9″-x-13″ baking pan or casserole dish

Serves 8. Takes 1 hour 30 minutes.

PREPARATION

Separate eggs. Beat egg whites until fluffy. Add egg yolks, cottage cheese, feta cheese, and sour cream to mixing bowl. Blend thoroughly with whisk or fork. Fold in egg whites. Preheat oven to 360 degrees. Melt butter using low heat. Brush baking pan with 2 tablespoons melted butter.

Place 2 sheets filo dough in baking pan. Drizzle 2 tablespoons melted butter over filo. Spread ¼ cup egg/cheese mix on top. Gently crinkle 2 filo sheets into accordion-like balls. Dip accordion balls into cheese/egg mix from bowl until lightly coated. Place coated accordion-like filo balls over flat filo sheets in pan. Repeat until you have 2 filo sheets remaining.

Top with remaining 2 filo sheets. Brush top filo sheets with remaining butter and cheese/egg mix. Bake in over at 360 degrees for 50 minutes or until top is reddish, golden brown. Serve warm or let cool.

TIDBITS

1) Many different groups of people settled America’s Old West. The most obvious types were men and women. It’s obvious now, but no historian before me had ever mentioned it.

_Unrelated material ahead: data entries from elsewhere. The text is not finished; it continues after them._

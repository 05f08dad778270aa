//! Normalized crash report extracted from a Slack message attachment.
//!
//! Crash reporters post a legacy attachment whose `fallback` is a short
//! description and whose `fields` carry `Platform`, `Version` and a
//! `Summary` of the form `<url|stack excerpt>`. Parsing is total: missing or
//! malformed pieces degrade to empty strings.

use chrono::{Local, TimeZone};
use tracing::debug;

use crate::models::event::Attachment;

/// Display format for crash timestamps.
pub const TIMESTAMP_FORMAT: &str = "%Y-%m-%d %H:%M:%S";

const SUMMARY_TITLE: &str = "Summary";
const PLATFORM_TITLE: &str = "Platform";
const VERSION_TITLE: &str = "Version";

/// Crash report fields ready for markdown rendering.
#[derive(Debug, Clone, PartialEq, Eq, Default)]
pub struct CrashReport {
    /// Short description (attachment `fallback`, or `"null"`).
    pub summary_text: String,
    /// Reporting platform, empty when absent.
    pub platform: String,
    /// Application version, empty when absent.
    pub version: String,
    /// URL half of the summary field.
    pub detail_link: String,
    /// Label half of the summary field (usually a stack excerpt).
    pub detail_label: String,
    /// Event time formatted with [`TIMESTAMP_FORMAT`] in local time.
    pub timestamp: String,
}

impl CrashReport {
    /// Extract a report from `attachment`, stamping it with `timestamp`.
    #[must_use]
    pub fn from_attachment(attachment: &Attachment, timestamp: impl Into<String>) -> Self {
        let summary_text = attachment
            .fallback
            .clone()
            .unwrap_or_else(|| "null".to_owned());

        let mut platform = String::new();
        let mut version = String::new();
        let mut summary = String::new();

        for field in attachment.fields.iter().flatten() {
            let value = field.value.clone().unwrap_or_default();
            match field.title.as_deref() {
                Some(SUMMARY_TITLE) => summary = value,
                Some(PLATFORM_TITLE) => platform = value,
                Some(VERSION_TITLE) => version = value,
                _ => {}
            }
        }

        let (detail_link, detail_label) = split_link(unwrap_summary(&summary));

        Self {
            summary_text,
            platform,
            version,
            detail_link: detail_link.to_owned(),
            detail_label: detail_label.to_owned(),
            timestamp: timestamp.into(),
        }
    }
}

/// Strip the `<` … `>` delimiters Slack wraps around link markup.
///
/// Anything that is not a wrapped value (too short, or missing either
/// delimiter) degrades to an empty string.
#[must_use]
pub fn unwrap_summary(raw: &str) -> &str {
    let trimmed = raw.trim();
    if trimmed.chars().count() < 2 {
        return "";
    }
    trimmed
        .strip_prefix('<')
        .and_then(|rest| rest.strip_suffix('>'))
        .unwrap_or_else(|| {
            debug!(summary = trimmed, "summary field is not angle-bracket wrapped");
            ""
        })
}

/// Split `url|label` at the first pipe. Without a pipe the whole value is
/// the label and the link is empty.
#[must_use]
pub fn split_link(summary: &str) -> (&str, &str) {
    summary.split_once('|').unwrap_or(("", summary))
}

/// Format an Events API `event_time` in local time.
///
/// A missing or out-of-range timestamp falls back to the current time.
#[must_use]
pub fn format_event_time(event_time: Option<i64>) -> String {
    event_time
        .and_then(|secs| Local.timestamp_opt(secs, 0).single())
        .unwrap_or_else(Local::now)
        .format(TIMESTAMP_FORMAT)
        .to_string()
}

2) Chinese settled Western America, but Irish, Swedes, and Germans left Europe to come to the New World’s eastern shores and kept going until they hit the Great American Plains. For a body in motion tends to stay in motion. Long-ago settled Americans from the east pulled up stakes and joined those traveling west. For such a drastic measure as the only way to avoid house calls from salesmen offering to extended their wagon’s extended warranty.

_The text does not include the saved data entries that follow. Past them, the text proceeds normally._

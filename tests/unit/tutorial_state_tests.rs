//! Unit tests for tutorial progress tracking and payload selection.

use crash_relay::models::tutorial::{
    TaskId, TutorialRequest, TutorialState, TUTORIAL_ICON_EMOJI, TUTORIAL_USERNAME,
};

fn blocks_json(request: &TutorialRequest) -> String {
    serde_json::to_string(&request.message().blocks).expect("serialise blocks")
}

#[test]
fn new_tutorial_has_nothing_completed() {
    let state = TutorialState::new("D1");
    assert_eq!(state.channel(), "D1");
    assert_eq!(state.message_ts(), None);
    assert!(state.completed_tasks().is_empty());
    assert!(!state.is_finished());
}

#[test]
fn first_render_is_a_post() {
    let request = TutorialState::new("D1").render_payload();
    assert!(!request.is_update());
    let message = request.message();
    assert_eq!(message.channel, "D1");
    assert_eq!(message.username, TUTORIAL_USERNAME);
    assert_eq!(message.icon_emoji, TUTORIAL_ICON_EMOJI);
    assert!(!message.text.is_empty());
}

#[test]
fn render_after_timestamp_is_an_update() {
    let mut state = TutorialState::new("D1");
    state.record_timestamp("1700000000.000100");

    match state.render_payload() {
        TutorialRequest::Update { ts, message } => {
            assert_eq!(ts, "1700000000.000100");
            assert_eq!(message.channel, "D1");
        }
        TutorialRequest::Post(_) => panic!("expected update"),
    }
}

#[test]
fn marking_is_idempotent() {
    let mut state = TutorialState::new("D1");
    state.mark_task_completed(TaskId::Pin);
    state.mark_task_completed(TaskId::Pin);
    assert_eq!(state.completed_tasks().len(), 1);
    assert!(state.is_completed(TaskId::Pin));
    assert!(!state.is_completed(TaskId::Reaction));
}

#[test]
fn finished_once_every_task_is_done() {
    let mut state = TutorialState::new("D1");
    for task in TaskId::ALL {
        assert!(!state.is_finished());
        state.mark_task_completed(task);
    }
    assert!(state.is_finished());
}

#[test]
fn render_reflects_completion_marks() {
    let mut state = TutorialState::new("D1");
    let before = blocks_json(&state.render_payload());
    assert_eq!(before.matches(":white_large_square:").count(), 2);
    assert!(!before.contains(":white_check_mark:"));

    state.mark_task_completed(TaskId::Reaction);
    let after = blocks_json(&state.render_payload());
    assert!(after.contains(":white_check_mark: *Add an emoji reaction"));
    assert!(after.contains(":white_large_square: *Pin this message"));
}

#[test]
fn render_block_layout_is_stable() {
    let request = TutorialState::new("D1").render_payload();
    let blocks = serde_json::to_value(&request.message().blocks).expect("serialise");
    let kinds: Vec<&str> = blocks
        .as_array()
        .expect("array")
        .iter()
        .map(|block| block["type"].as_str().expect("type"))
        .collect();
    assert_eq!(
        kinds,
        vec!["section", "divider", "section", "context", "divider", "section", "context"]
    );
}

#[test]
fn task_names_are_stable() {
    assert_eq!(TaskId::Reaction.as_str(), "reaction");
    assert_eq!(TaskId::Pin.as_str(), "pin");
    assert_eq!(
        serde_json::to_string(&TaskId::Reaction).expect("serialise"),
        "\"reaction\""
    );
}
//! Event handler sub-modules, one per routed event family.

pub mod message;
pub mod onboarding;
pub mod task;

3) However, Serbian cheese pie makers did not participate in the Great Western Movement as their eggs, cottage cheese, feta cheese, and sour cream never survived the months-long journey.

– Paul De Lancey, The Comic Chef

My cookbook, Following Good Food Around the World, with its 180 wonderful recipes, my newest novel, Do Lutheran Hunks Eat Mushrooms, a hilarious apocalyptic thriller, and all my other books, are available on amazon.com.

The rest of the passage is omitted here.